Sunday, February 14, 2010

Message of Solidarity to the Filipino Migrant Teachers Assembly

February 6, 2010

The Partido ng Manggagawa extends the long arm of workers solidarity to the Filipino Migrant Teachers Assembly in Baton Rouge, Louisiana. As the independent working class party in the Philippines, we congratulate the valiant Filipino teachers who have waged the good fight to right what is wrong and defend the welfare of migrant workers in the US.

Now you stand on the threshold of taking the next big step in the fight for migrant rights and welfare. Forming a migrant teachers and workers organization is the necessary and logical level up in the continuing struggle. We wish you success in this initiative and endeavor.

Establishing an organization of Filipino migrant teachers and workers in the US consolidates the hard-fought and well-deserved gains and victories in the course of more than a year of struggle. It also prepares the courageous Filipino migrant teachers for the decisive battle to win the case against an oppressive illegal recruiter. And moreover it paves the road and points for way for the far bigger battle of gaining a voice and winning reforms for Filipino migrant workers in the US.

Forming an organization of Filipino migrant teachers and workers in the US comes at an opportune time. In the US, the Obama administration that came to power on a platform of hope and change is just a year old. In the Philippines, it is the eve of the national elections that will end the unpopular regime of Gloria Arroyo. A vibrant migrant organization in partnership with strong labor movements should challenge the promises of the present administration in the US and the coming regime in the Philippines.

As any migrant worker who has left the country in search not so much of greener pastures but simply of a better job, elections in the Philippines are more in the nature of an entertaining circus and noisy fiesta rather than springboards for real reform or even discussion of issues. Yet the crisis of the ruling system in the Philippines has opened up windows of opportunities however small, such as the party-list system, for determined labor advocates to gain voice and representation.

Also in the US, the economic recession is casting away illusions and opening up the eyes of the working people about the nature of capitalism, the excesses of globalization, the need for an alternative America and the possibility of a new world. Amidst the struggle for health care, immigration reform and pro-labor change, a revitalized American workers movement may be forged with the voice of migrant labor firmly embedded.

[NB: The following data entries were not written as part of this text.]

use std::time::{Duration, Instant};

use hubbench_hub::{ApiHandle, Hub, RestoreStats, StoreSummary};
use tracing::debug;

use crate::error::StartupError;

pub const READY_POLL_INTERVAL: Duration = Duration::from_millis(100);
pub const READY_TIMEOUT: Duration = Duration::from_secs(10);

/// Phase-boundary offsets from the trial origin.
#[derive(Debug, Clone, Copy, Default)]
pub struct PhaseMarks {
    pub store_ready: Option<Duration>,
    pub restore_started: Option<Duration>,
    pub restore_finished: Option<Duration>,
    pub api_bound: Option<Duration>,
    pub api_ready: Option<Duration>,
}

/// Wraps the hub's lifecycle entry points with timestamp capture
/// without altering its control flow. A restore failure still stamps
/// the completion slot, then re-raises.
pub struct InstrumentedHub {
    hub: Hub,
    origin: Instant,
    marks: PhaseMarks,
    restore_error: Option<String>,
}

impl InstrumentedHub {
    pub fn new(hub: Hub) -> Self {
        Self {
            hub,
            origin: Instant::now(),
            marks: PhaseMarks::default(),
            restore_error: None,
        }
    }

    pub fn init_store(&mut self) -> Result<StoreSummary, StartupError> {
        let summary = self.hub.init_store().map_err(StartupError::Hub)?;
        self.marks.store_ready = Some(self.origin.elapsed());
        Ok(summary)
    }

    pub async fn restore_sessions(&mut self) -> Result<RestoreStats, StartupError> {
        self.marks.restore_started = Some(self.origin.elapsed());
        let outcome = self.hub.restore_sessions().await;
        self.marks.restore_finished = Some(self.origin.elapsed());
        match outcome {
            Ok(stats) => Ok(stats),
            Err(err) => {
                self.restore_error = Some(err.to_string());
                Err(StartupError::Hub(err))
            }
        }
    }

    pub async fn serve_api(&mut self) -> Result<ApiHandle, StartupError> {
        let handle = self.hub.serve_api().await.map_err(StartupError::Hub)?;
        self.marks.api_bound = Some(self.origin.elapsed());
        Ok(handle)
    }

    pub async fn wait_ready(
        &mut self,
        client: &reqwest::Client,
        api_url: &str,
    ) -> Result<(), StartupError> {
        wait_for_http_server(client, api_url, READY_TIMEOUT).await?;
        self.marks.api_ready = Some(self.origin.elapsed());
        debug!(url = api_url, "hub api ready");
        Ok(())
    }

    pub fn marks(&self) -> &PhaseMarks {
        &self.marks
    }

    pub fn restore_error(&self) -> Option<&str> {
        self.restore_error.as_deref()
    }

    /// Origin to api-listener-bound, the cold-start metric.
    pub fn startup_latency(&self) -> Duration {
        self.marks.api_bound.unwrap_or_default()
    }

    pub fn session_restore_latency(&self) -> Duration {
        match (self.marks.restore_started, self.marks.restore_finished) {
            (Some(started), Some(finished)) => finished.saturating_sub(started),
            _ => Duration::ZERO,
        }
    }
}

/// Polls `url` on a fixed interval until anything answers, or fails
/// with `Unreachable` once the deadline passes.
pub async fn wait_for_http_server(
    client: &reqwest::Client,
    url: &str,
    timeout: Duration,
) -> Result<(), StartupError> {
    let deadline = Instant::now() + timeout;
    loop {
        match client.get(url).send().await {
            Ok(_) => return Ok(()),
            Err(_) if Instant::now() < deadline => tokio::time::sleep(READY_POLL_INTERVAL).await,
            Err(_) => {
                return Err(StartupError::Unreachable {
                    url: url.to_string(),
                    waited: timeout,
                })
            }
        }
    }
}

#[cfg(test)]
mod tests {
    use std::sync::Arc;

    use hubbench_core::TrialConfig;
    use hubbench_hub::{HubConfig, HubStore, InMemoryRouteTable, NullSessionLifecycle, DB_FILE_NAME};
    use rand::rngs::StdRng;
    use rand::SeedableRng;

    use super::*;
    use crate::seed::seed_population;

    #[test]
    fn restore_completion_never_precedes_its_start() {
        let dir = tempfile::tempdir().unwrap();
        let db_path = dir.path().join(DB_FILE_NAME);
        let store = HubStore::open(&db_path).unwrap();
        let config = TrialConfig {
            population: 30,
            active: 10,
        };
        let mut rng = StdRng::seed_from_u64(17);
        seed_population(&store, &config, &mut rng).unwrap();
        drop(store);

        let hub = Hub::new(
            HubConfig::new(db_path),
            Arc::new(NullSessionLifecycle::new()),
            Arc::new(InMemoryRouteTable::new()),
        );
        let runtime = tokio::runtime::Builder::new_current_thread()
            .enable_all()
            .build()
            .unwrap();

        let mut instrumented = InstrumentedHub::new(hub);
        instrumented.init_store().unwrap();
        runtime.block_on(async {
            instrumented.restore_sessions().await.unwrap();
            let handle = instrumented.serve_api().await.unwrap();
            handle.shutdown().await;
        });

        let marks = instrumented.marks();
        let started = marks.restore_started.unwrap();
        let finished = marks.restore_finished.unwrap();
        assert!(finished >= started);
        assert!(marks.store_ready.unwrap() <= started);
        assert!(marks.api_bound.unwrap() >= finished);
        assert!(instrumented.restore_error().is_none());
        assert!(instrumented.startup_latency() >= instrumented.session_restore_latency());
    }

    #[test]
    fn readiness_poll_fails_when_nothing_listens() {
        let runtime = tokio::runtime::Builder::new_current_thread()
            .enable_all()
            .build()
            .unwrap();
        let err = runtime.block_on(async {
            let client = reqwest::Client::new();
            // reserved port with no listener behind it
            wait_for_http_server(
                &client,
                "http://127.0.0.1:9/hub/api",
                Duration::from_millis(300),
            )
            .await
            .unwrap_err()
        });
        assert!(matches!(err, StartupError::Unreachable { .. }));
    }
}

The prospects for expanding and consolidating a Filipino migrant teachers and workers organization are good. Under the new context, it will hopefully be immunized against the virus of disunity and fragmentation that has historically debilitated Filipino-American organizations. As long the principles of democratic processes and unity in action are practiced not just preached, as long as a long-term political vision for social change imbues the immediate fight for labor rights and welfare, then we believe the road less travelled by that you have taken as migrant workers will make all the difference.